Records from a data source:

= Beginning of Section =

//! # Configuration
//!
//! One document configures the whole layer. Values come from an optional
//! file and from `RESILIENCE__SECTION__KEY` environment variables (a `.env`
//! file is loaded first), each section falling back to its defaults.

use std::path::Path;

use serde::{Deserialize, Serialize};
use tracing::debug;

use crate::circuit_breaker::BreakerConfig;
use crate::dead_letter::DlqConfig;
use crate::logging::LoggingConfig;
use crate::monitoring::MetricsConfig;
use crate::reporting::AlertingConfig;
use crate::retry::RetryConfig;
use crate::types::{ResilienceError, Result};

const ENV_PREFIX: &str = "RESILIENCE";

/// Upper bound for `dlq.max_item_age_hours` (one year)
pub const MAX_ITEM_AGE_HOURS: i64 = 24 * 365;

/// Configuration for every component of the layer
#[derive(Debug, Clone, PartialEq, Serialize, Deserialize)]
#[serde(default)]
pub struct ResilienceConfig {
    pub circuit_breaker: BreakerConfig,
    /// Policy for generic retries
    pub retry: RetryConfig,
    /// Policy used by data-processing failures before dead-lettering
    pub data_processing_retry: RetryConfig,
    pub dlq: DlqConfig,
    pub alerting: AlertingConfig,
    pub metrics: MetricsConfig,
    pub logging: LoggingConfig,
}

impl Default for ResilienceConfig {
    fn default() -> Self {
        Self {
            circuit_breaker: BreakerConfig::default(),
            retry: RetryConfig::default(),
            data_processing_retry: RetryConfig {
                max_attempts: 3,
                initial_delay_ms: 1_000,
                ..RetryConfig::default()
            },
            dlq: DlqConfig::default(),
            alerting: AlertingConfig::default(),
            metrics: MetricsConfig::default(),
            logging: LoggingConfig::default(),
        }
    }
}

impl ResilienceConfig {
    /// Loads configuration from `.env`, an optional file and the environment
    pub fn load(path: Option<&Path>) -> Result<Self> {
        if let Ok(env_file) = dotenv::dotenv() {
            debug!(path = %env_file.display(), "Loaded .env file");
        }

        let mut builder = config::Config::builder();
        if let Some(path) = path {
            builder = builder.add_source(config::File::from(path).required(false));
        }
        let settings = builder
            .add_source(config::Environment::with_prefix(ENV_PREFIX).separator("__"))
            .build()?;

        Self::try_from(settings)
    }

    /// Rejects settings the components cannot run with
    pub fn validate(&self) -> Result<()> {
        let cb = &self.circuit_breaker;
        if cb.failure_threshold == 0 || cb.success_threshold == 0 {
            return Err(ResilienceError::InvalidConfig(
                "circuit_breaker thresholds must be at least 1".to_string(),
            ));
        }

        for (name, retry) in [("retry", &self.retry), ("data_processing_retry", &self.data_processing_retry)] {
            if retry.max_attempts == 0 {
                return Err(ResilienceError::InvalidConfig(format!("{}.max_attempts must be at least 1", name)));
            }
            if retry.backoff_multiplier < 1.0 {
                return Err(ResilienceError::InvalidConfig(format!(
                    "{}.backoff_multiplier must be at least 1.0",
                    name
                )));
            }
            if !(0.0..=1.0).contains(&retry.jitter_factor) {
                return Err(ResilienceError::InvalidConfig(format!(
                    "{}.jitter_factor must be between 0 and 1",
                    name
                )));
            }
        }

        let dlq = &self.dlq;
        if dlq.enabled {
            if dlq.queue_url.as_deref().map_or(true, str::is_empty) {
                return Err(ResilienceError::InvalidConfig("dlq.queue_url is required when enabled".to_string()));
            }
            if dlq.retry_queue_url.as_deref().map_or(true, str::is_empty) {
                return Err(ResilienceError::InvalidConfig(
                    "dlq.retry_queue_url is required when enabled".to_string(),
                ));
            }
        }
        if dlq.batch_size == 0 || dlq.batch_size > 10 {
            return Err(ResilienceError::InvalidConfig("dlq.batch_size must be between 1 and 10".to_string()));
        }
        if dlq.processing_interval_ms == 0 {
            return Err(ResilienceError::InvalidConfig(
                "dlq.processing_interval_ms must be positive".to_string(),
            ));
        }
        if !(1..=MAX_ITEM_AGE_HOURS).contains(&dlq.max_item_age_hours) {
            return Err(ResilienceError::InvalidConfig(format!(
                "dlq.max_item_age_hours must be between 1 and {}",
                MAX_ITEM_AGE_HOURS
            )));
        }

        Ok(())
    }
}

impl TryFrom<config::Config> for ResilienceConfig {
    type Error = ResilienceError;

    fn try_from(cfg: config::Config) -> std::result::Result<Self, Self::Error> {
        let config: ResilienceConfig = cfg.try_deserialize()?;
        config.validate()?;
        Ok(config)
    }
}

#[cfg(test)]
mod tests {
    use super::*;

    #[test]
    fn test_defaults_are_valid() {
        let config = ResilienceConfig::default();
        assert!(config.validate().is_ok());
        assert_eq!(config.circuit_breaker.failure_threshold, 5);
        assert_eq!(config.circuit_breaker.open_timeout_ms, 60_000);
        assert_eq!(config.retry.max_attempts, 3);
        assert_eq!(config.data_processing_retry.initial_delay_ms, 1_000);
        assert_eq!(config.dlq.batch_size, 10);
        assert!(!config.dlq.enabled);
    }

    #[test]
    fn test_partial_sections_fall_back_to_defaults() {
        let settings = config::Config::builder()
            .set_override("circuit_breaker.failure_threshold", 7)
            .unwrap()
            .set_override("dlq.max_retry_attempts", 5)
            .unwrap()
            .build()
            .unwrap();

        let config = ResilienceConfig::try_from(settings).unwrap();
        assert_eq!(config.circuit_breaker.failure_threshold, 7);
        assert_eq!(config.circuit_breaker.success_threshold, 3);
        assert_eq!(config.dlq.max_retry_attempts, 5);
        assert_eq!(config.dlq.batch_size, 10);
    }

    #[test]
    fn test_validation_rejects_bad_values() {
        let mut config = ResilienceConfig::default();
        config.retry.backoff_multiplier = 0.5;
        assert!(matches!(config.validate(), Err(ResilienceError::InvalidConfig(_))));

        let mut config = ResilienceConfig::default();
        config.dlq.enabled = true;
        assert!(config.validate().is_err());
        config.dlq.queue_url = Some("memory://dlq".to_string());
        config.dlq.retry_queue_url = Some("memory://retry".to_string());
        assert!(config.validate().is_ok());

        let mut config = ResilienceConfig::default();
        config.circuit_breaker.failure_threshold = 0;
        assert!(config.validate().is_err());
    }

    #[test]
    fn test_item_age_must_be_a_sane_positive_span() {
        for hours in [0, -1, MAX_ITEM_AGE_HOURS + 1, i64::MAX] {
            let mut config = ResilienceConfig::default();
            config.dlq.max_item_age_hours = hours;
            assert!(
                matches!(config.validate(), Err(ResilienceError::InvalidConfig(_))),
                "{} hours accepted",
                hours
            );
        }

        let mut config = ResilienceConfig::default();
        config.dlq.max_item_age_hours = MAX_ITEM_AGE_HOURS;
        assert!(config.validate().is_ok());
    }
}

= End of Section =

Exercise aim: Repeat only what lies between the first line of the data and the line containing "and the environment", both of those lines included, exactly as it stands.

Solution to the problem:
//! # Configuration
//!
//! One document configures the whole layer. Values come from an optional
//! file and from `RESILIENCE__SECTION__KEY` environment variables (a `.env`
//! file is loaded first), each section falling back to its defaults.

use std::path::Path;

use serde::{Deserialize, Serialize};
use tracing::debug;

use crate::circuit_breaker::BreakerConfig;
use crate::dead_letter::DlqConfig;
use crate::logging::LoggingConfig;
use crate::monitoring::MetricsConfig;
use crate::reporting::AlertingConfig;
use crate::retry::RetryConfig;
use crate::types::{ResilienceError, Result};

const ENV_PREFIX: &str = "RESILIENCE";

/// Upper bound for `dlq.max_item_age_hours` (one year)
pub const MAX_ITEM_AGE_HOURS: i64 = 24 * 365;

/// Configuration for every component of the layer
#[derive(Debug, Clone, PartialEq, Serialize, Deserialize)]
#[serde(default)]
pub struct ResilienceConfig {
    pub circuit_breaker: BreakerConfig,
    /// Policy for generic retries
    pub retry: RetryConfig,
    /// Policy used by data-processing failures before dead-lettering
    pub data_processing_retry: RetryConfig,
    pub dlq: DlqConfig,
    pub alerting: AlertingConfig,
    pub metrics: MetricsConfig,
    pub logging: LoggingConfig,
}

impl Default for ResilienceConfig {
    fn default() -> Self {
        Self {
            circuit_breaker: BreakerConfig::default(),
            retry: RetryConfig::default(),
            data_processing_retry: RetryConfig {
                max_attempts: 3,
                initial_delay_ms: 1_000,
                ..RetryConfig::default()
            },
            dlq: DlqConfig::default(),
            alerting: AlertingConfig::default(),
            metrics: MetricsConfig::default(),
            logging: LoggingConfig::default(),
        }
    }
}

impl ResilienceConfig {
    /// Loads configuration from `.env`, an optional file and the environment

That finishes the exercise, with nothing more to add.